─── Provided information ───

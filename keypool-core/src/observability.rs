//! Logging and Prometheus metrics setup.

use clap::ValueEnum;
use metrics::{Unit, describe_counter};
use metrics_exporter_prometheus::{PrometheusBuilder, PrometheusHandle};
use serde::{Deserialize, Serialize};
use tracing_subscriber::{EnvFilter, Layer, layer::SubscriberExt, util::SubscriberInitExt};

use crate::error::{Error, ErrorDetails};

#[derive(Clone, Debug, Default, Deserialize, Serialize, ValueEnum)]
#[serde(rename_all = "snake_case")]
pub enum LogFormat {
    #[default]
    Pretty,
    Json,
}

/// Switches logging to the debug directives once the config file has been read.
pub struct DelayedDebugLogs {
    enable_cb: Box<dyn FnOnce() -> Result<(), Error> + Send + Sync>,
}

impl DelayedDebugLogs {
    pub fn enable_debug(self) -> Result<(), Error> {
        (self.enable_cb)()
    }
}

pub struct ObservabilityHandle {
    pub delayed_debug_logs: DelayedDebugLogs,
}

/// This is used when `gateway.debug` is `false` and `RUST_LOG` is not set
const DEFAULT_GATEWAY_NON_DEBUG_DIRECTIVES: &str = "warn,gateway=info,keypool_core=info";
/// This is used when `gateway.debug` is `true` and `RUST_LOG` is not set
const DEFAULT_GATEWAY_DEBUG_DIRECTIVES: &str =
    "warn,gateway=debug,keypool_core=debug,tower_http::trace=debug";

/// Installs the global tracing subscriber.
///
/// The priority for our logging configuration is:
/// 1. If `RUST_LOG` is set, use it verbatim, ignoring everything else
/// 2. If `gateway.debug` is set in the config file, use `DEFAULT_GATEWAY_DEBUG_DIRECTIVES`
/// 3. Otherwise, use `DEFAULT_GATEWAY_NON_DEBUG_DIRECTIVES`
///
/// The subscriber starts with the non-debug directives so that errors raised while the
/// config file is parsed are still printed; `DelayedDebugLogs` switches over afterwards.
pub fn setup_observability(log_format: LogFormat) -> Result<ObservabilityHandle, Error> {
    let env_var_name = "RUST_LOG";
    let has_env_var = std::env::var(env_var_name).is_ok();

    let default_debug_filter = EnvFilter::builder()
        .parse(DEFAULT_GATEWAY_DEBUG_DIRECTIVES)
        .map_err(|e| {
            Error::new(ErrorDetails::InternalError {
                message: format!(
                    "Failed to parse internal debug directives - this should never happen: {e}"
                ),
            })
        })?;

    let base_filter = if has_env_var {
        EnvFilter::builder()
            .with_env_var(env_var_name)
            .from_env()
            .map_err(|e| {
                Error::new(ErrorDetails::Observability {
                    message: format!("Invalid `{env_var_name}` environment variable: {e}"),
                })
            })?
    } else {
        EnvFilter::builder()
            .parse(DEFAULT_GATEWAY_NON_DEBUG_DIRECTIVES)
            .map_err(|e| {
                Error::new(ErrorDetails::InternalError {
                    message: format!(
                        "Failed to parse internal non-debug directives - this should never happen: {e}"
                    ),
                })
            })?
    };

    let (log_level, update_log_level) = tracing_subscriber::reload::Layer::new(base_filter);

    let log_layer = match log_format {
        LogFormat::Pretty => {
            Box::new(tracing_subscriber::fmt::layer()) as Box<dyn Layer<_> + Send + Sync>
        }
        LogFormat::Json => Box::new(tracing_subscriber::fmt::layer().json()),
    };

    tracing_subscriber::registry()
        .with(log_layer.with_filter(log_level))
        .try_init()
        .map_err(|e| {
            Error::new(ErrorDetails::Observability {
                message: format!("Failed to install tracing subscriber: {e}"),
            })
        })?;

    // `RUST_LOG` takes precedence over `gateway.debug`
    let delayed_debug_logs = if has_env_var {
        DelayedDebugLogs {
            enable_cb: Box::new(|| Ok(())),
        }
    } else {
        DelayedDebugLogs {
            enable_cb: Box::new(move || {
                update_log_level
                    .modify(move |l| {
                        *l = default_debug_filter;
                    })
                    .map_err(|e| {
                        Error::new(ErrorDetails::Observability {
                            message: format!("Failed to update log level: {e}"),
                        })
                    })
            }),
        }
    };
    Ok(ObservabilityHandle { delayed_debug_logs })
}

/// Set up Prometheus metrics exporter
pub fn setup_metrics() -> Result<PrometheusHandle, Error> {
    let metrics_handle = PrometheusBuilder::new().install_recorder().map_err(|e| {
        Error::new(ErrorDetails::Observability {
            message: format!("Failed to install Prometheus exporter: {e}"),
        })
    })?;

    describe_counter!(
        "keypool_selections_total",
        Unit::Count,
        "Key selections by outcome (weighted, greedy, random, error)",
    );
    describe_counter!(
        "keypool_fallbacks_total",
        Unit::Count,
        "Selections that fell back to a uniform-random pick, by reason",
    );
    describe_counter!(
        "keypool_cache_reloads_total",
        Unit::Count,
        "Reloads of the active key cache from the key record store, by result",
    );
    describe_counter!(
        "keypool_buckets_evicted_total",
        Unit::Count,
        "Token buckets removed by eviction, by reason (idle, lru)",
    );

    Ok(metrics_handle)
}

───

**What the task asks**
Examine the records and pull out every line where the string "never" occurs.

**Answer area**
                    "Failed to parse internal debug directives - this should never happen: {e}"
                        "Failed to parse internal non-debug directives - this should never happen: {e}"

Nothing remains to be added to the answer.